■ **What this task involves**
From the records below, determine the number of lines containing "EventRecord". Output that number alone.
Segment Start: Available data
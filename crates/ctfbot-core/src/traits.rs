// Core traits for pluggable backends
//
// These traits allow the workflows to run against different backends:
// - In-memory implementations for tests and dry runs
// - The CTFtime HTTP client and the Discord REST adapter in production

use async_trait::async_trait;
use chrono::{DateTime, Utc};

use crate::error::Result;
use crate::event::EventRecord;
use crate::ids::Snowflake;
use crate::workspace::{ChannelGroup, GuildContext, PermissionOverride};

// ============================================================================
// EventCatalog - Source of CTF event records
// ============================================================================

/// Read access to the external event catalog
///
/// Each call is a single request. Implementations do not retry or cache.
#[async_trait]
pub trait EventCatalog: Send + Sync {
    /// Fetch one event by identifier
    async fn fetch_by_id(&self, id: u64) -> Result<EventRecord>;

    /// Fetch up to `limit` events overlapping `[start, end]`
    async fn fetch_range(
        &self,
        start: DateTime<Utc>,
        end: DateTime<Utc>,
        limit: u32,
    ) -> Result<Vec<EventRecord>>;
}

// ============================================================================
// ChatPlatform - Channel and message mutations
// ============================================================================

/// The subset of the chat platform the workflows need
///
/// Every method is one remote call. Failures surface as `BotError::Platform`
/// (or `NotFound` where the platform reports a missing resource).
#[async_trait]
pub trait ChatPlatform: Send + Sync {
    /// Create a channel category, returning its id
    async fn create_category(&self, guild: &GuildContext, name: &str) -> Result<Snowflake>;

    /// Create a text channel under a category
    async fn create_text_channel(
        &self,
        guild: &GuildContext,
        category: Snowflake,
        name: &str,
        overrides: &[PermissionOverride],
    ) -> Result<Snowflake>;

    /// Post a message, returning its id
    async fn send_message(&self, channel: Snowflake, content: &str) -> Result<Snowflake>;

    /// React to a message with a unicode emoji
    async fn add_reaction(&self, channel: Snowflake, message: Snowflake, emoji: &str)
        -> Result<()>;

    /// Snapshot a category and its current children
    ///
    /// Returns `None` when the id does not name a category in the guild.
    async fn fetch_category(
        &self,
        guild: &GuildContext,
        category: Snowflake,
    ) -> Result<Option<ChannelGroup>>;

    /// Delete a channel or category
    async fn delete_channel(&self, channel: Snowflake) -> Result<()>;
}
Segment End: Available data
■ **Written answer**
3